화학공학소재연구정보센터
Journal of Physical Chemistry, Vol.100, No.40, 16373-16377, 1996
Allowed Values of Ratios of the Rotational Diffusion Constants for a Radical with 4 Equivalent I=1/2 Nuclei
The ESR line widths of a radical (S = 1/2) with four equivalent I = 1/2 nuclei divided into two completely equivalent pairs can be used to obtain ratios of the elements of the rotational diffusion tensor when it is not possible to determine the individual tensor elements, D-i. Two nuclei are equivalent if the zero-order spin Hamiltionian, H-0, is invariant with respect to their interchange; the nuclei are completely equivalent if the time-dependent spin Hamiltonian responsible for the relaxation, H-l(t), is also invariant with respect to their interchange.
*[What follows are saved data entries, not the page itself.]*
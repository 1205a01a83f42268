//! Component manifests.
//!
//! A manifest is a JSON document naming the components of a model, plus
//! optional named comparisons that add components on top of the base list:
//!
//! ```json
//! {
//!   "components": [
//!     {"type": "base_population"},
//!     {"type": "incident_disease", "name": "chronic", "incidence": 0.05}
//!   ],
//!   "comparisons": {
//!     "smoking": [
//!       {"type": "categorical_risk", "name": "smoking",
//!        "categories": ["exposed", "unexposed"], "prevalence": [0.2, 0.8]},
//!       {"type": "risk_effect", "risk": "smoking",
//!        "target": "chronic.incidence_rate", "relative_risks": {"exposed": 3.0}}
//!     ]
//!   }
//! }
//! ```
//!
//! Each `type` is resolved through a [`ComponentRegistry`] of named
//! factories; the remaining keys are the factory's parameters.

use indexmap::IndexMap;
use serde::de::DeserializeOwned;
use serde::{Deserialize, Serialize};
use serde_json::{Map, Value};
use thiserror::Error;
use vitalsim_core::components::{BasePopulation, CategoricalRisk, Mortality, RiskEffect};
use vitalsim_core::{Component, LookupSpec};

use crate::demography::{DemographyGenerator, DEFAULT_AGE_STD, DEFAULT_MEAN_AGE};
use crate::scenarios;
use crate::world::SimConfig;

#[derive(Debug, Error)]
pub enum ManifestError {
    #[error("cannot read manifest {path}: {source}")]
    Io {
        path: String,
        #[source]
        source: std::io::Error,
    },

    #[error("invalid manifest: {0}")]
    Parse(#[from] serde_json::Error),

    #[error("unknown component type '{0}'")]
    UnknownComponent(String),

    #[error("invalid parameters for '{component}': {message}")]
    InvalidParameters { component: String, message: String },

    #[error("unknown comparison '{0}'")]
    UnknownComparison(String),
}

/// One component declaration.
#[derive(Debug, Clone, PartialEq, Serialize, Deserialize)]
pub struct ComponentEntry {
    #[serde(rename = "type")]
    pub kind: String,

    #[serde(flatten)]
    pub params: Map<String, Value>,
}

/// A model description.
#[derive(Debug, Clone, Default, PartialEq, Serialize, Deserialize)]
pub struct Manifest {
    pub components: Vec<ComponentEntry>,

    #[serde(default)]
    pub comparisons: IndexMap<String, Vec<ComponentEntry>>,
}

impl Manifest {
    pub fn from_json_str(text: &str) -> Result<Self, ManifestError> {
        Ok(serde_json::from_str(text)?)
    }

    pub fn from_file(path: &str) -> Result<Self, ManifestError> {
        let text = std::fs::read_to_string(path).map_err(|source| ManifestError::Io {
            path: path.to_string(),
            source,
        })?;
        Self::from_json_str(&text)
    }

    pub fn comparison_names(&self) -> impl Iterator<Item = &str> {
        self.comparisons.keys().map(String::as_str)
    }

    /// Builds the base components, followed by those of `comparison`.
    pub fn resolve(
        &self,
        registry: &ComponentRegistry,
        config: &SimConfig,
        comparison: Option<&str>,
    ) -> Result<Vec<Box<dyn Component>>, ManifestError> {
        let extra = match comparison {
            Some(name) => self
                .comparisons
                .get(name)
                .ok_or_else(|| ManifestError::UnknownComparison(name.to_string()))?
                .as_slice(),
            None => &[],
        };
        self.components
            .iter()
            .chain(extra)
            .map(|entry| registry.build(entry, config))
            .collect()
    }
}

type Factory = Box<dyn Fn(&Map<String, Value>, &SimConfig) -> Result<Box<dyn Component>, ManifestError>>;

/// Named component factories.
pub struct ComponentRegistry {
    factories: IndexMap<String, Factory>,
}

impl std::fmt::Debug for ComponentRegistry {
    fn fmt(&self, f: &mut std::fmt::Formatter<'_>) -> std::fmt::Result {
        f.debug_struct("ComponentRegistry")
            .field("types", &self.factories.keys().collect::<Vec<_>>())
            .finish()
    }
}

fn params<T: DeserializeOwned>(component: &str, params: &Map<String, Value>) -> Result<T, ManifestError> {
    serde_json::from_value(Value::Object(params.clone())).map_err(|e| ManifestError::InvalidParameters {
        component: component.to_string(),
        message: e.to_string(),
    })
}

#[derive(Deserialize)]
#[serde(deny_unknown_fields)]
struct PopulationParams {
    #[serde(default)]
    mean_age: Option<f64>,
    #[serde(default)]
    age_std: Option<f64>,
}

#[derive(Deserialize)]
#[serde(deny_unknown_fields)]
struct MortalityParams {
    #[serde(default)]
    all_cause_rate: Option<f64>,
}

#[derive(Deserialize)]
#[serde(deny_unknown_fields)]
struct DiseaseParams {
    name: String,
    incidence: f64,
}

#[derive(Deserialize)]
#[serde(deny_unknown_fields)]
struct RiskParams {
    name: String,
    categories: Vec<String>,
    prevalence: Vec<f64>,
}

#[derive(Deserialize)]
#[serde(deny_unknown_fields)]
struct EffectParams {
    risk: String,
    target: String,
    relative_risks: IndexMap<String, f64>,
}

impl Default for ComponentRegistry {
    fn default() -> Self {
        let mut registry = Self::empty();
        registry.register("base_population", |p, config| {
            let p: PopulationParams = params("base_population", p)?;
            let generator = DemographyGenerator::new(config.demography_seed())
                .with_age_distribution(p.mean_age.unwrap_or(DEFAULT_MEAN_AGE), p.age_std.unwrap_or(DEFAULT_AGE_STD));
            Ok(Box::new(BasePopulation::new(generator)))
        });
        registry.register("mortality", |p, _| {
            let p: MortalityParams = params("mortality", p)?;
            Ok(Box::new(match p.all_cause_rate {
                Some(rate) => Mortality::from_table(rate, LookupSpec::scalar()),
                None => Mortality::new(),
            }))
        });
        registry.register("healthy_to_sick", |_, _| Ok(Box::new(scenarios::healthy_to_sick())));
        registry.register("sis", |_, _| Ok(Box::new(scenarios::sis())));
        registry.register("incident_disease", |p, _| {
            let p: DiseaseParams = params("incident_disease", p)?;
            Ok(Box::new(scenarios::incident_disease(&p.name, p.incidence)))
        });
        registry.register("categorical_risk", |p, _| {
            let p: RiskParams = params("categorical_risk", p)?;
            Ok(Box::new(CategoricalRisk::new(&p.name, p.categories, p.prevalence)))
        });
        registry.register("risk_effect", |p, _| {
            let p: EffectParams = params("risk_effect", p)?;
            let rrs: Vec<(&str, f64)> = p.relative_risks.iter().map(|(c, rr)| (c.as_str(), *rr)).collect();
            Ok(Box::new(RiskEffect::new(&p.risk, &p.target, &rrs)))
        });
        registry
    }
}

impl ComponentRegistry {
    /// A registry with no factories.
    pub fn empty() -> Self {
        Self {
            factories: IndexMap::new(),
        }
    }

    /// Adds or replaces the factory for `kind`.
    pub fn register<F>(&mut self, kind: &str, factory: F)
    where
        F: Fn(&Map<String, Value>, &SimConfig) -> Result<Box<dyn Component>, ManifestError> + 'static,
    {
        self.factories.insert(kind.to_string(), Box::new(factory));
    }

    pub fn kinds(&self) -> impl Iterator<Item = &str> {
        self.factories.keys().map(String::as_str)
    }

    pub fn build(&self, entry: &ComponentEntry, config: &SimConfig) -> Result<Box<dyn Component>, ManifestError> {
        let factory = self
            .factories
            .get(&entry.kind)
            .ok_or_else(|| ManifestError::UnknownComponent(entry.kind.clone()))?;
        factory(&entry.params, config)
    }
}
The anion radicals of para-disubstituted benzenes are examples of this type of spin equivalence; the ratio of the reorientational line width parameters C/B can be used to obtain a second degree equation that gives two values of rho(x) = D-x/D-z for a given rho(y) = D-y/D-z greater than or equal to 0. The analysis of C/B for p-benzosemiquinone (PBSQ) in ethyl alcohol (EtOH) shows that one of the values of rho(x) is always positive while the other is always negative (and physically unacceptable). The allowed positive values of rho(x) and rho(y) (a) indicate that the reorientational motion of PBSQ is not isotropic and (b) are consistent with axially symmetric reorientation only if the x axis (through the C=O bonds) is the diffusional symmetry axis with rho(x) = 5.5 +/- 1.7 and rho(y) = 1. The reorientation about the x axis remains the fastest when nonaxially symmetric possibilities are considered, a result that is discussed in terms of hydrogen bond formation between PBSQ and EtOH. Neither the axially symmetric nor the nonaxially symmetric allowed values of rho(x) and rho(y) are in agreement with the predictions of the hydrodynamic stick or slip models. The ratio of line width parameters A/B for a PBSQ-like radical does give a simple linear relation between rho(x) and rho(y) (an allowed-values equation or AVE) if the spectrometer frequency is high enough for the anisotropic Zeeman interaction to make the only non-negligible contribution to A. The ratios C/B and, at high spectrometer frequencies, A/B for a radical with four completely equivalent I = 1/2 nuclei also give linear AVEs.